GIVEN DATA:
************
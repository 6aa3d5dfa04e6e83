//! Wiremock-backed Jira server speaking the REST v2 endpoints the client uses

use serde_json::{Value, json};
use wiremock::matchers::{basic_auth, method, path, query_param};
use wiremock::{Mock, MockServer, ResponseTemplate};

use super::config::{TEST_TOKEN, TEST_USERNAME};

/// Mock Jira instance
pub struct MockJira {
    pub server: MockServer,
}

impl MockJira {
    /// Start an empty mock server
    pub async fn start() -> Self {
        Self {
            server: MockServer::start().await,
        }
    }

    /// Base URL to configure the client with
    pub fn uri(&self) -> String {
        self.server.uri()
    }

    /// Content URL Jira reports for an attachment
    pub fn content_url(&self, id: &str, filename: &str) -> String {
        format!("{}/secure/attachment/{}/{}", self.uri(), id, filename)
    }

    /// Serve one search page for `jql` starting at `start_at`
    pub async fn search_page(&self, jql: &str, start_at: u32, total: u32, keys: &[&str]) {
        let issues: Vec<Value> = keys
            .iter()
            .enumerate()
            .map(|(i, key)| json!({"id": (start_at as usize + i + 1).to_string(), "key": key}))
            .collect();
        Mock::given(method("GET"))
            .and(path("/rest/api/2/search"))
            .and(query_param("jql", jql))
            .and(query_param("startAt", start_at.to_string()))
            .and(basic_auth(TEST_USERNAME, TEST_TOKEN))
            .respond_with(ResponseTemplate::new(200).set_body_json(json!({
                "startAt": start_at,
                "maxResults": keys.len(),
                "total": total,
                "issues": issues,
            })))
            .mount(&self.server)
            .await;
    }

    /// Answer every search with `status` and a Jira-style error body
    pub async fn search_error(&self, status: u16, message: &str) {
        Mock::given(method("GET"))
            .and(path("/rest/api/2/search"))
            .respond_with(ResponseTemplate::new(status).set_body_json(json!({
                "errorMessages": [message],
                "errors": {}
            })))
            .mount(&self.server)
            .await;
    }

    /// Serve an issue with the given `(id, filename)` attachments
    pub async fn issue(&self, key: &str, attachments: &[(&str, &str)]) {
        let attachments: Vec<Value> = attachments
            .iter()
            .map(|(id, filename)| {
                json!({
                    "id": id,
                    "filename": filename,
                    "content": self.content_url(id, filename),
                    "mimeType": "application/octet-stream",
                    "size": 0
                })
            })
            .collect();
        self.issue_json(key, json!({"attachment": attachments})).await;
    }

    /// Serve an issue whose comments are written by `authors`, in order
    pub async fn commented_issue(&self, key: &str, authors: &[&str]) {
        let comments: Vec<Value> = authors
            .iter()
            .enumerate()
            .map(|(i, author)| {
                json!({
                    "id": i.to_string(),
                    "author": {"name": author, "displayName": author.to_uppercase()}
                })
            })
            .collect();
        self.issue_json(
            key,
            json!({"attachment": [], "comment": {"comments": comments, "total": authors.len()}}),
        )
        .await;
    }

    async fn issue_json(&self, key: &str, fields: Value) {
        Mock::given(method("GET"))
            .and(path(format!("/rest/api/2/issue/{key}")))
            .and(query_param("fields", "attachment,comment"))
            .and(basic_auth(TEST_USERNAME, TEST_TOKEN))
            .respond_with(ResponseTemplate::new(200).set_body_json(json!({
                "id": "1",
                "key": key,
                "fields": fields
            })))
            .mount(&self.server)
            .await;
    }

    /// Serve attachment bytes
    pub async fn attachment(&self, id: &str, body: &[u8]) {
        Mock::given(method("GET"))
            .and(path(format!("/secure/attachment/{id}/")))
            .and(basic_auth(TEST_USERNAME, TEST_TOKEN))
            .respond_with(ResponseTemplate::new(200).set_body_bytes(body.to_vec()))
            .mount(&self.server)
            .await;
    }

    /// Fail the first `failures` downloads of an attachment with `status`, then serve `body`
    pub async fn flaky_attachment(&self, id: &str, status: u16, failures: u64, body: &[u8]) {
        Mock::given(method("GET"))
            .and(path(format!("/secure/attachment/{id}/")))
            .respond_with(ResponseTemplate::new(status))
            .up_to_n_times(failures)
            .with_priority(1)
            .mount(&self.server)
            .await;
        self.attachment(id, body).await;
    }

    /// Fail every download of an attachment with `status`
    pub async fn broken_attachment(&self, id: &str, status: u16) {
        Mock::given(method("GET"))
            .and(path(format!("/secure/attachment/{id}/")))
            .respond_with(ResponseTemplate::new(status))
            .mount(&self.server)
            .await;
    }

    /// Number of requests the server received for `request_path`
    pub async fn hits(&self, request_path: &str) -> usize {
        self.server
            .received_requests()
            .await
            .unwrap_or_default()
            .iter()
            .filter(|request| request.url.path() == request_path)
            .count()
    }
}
************
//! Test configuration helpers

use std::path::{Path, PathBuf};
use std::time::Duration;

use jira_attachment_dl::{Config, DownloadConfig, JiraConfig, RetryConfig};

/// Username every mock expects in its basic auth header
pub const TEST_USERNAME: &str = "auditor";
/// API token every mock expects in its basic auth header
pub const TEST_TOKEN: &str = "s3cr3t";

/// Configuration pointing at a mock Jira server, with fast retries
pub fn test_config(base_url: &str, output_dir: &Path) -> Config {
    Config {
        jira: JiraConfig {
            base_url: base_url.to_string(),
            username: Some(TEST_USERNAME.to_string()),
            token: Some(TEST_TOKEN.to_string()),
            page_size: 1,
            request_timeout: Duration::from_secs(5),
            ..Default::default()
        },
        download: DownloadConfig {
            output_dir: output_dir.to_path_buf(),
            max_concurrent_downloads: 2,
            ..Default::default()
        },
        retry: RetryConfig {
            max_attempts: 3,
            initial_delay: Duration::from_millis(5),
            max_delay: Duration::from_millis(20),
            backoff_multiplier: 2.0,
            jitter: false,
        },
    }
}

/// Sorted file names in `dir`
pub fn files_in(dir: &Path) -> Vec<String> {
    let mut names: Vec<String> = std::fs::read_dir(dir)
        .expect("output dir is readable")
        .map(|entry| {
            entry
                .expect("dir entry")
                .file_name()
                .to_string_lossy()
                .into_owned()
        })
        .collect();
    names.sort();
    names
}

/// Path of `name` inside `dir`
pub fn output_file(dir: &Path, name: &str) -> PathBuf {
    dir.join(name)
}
************
PROBLEM TO SOLVE: Please find every line in the records that contains the word "Value", and copy it out.

WRITTEN SOLUTION:
use serde_json::{Value, json};
        let issues: Vec<Value> = keys
        let attachments: Vec<Value> = attachments
        let comments: Vec<Value> = authors
    async fn issue_json(&self, key: &str, fields: Value) {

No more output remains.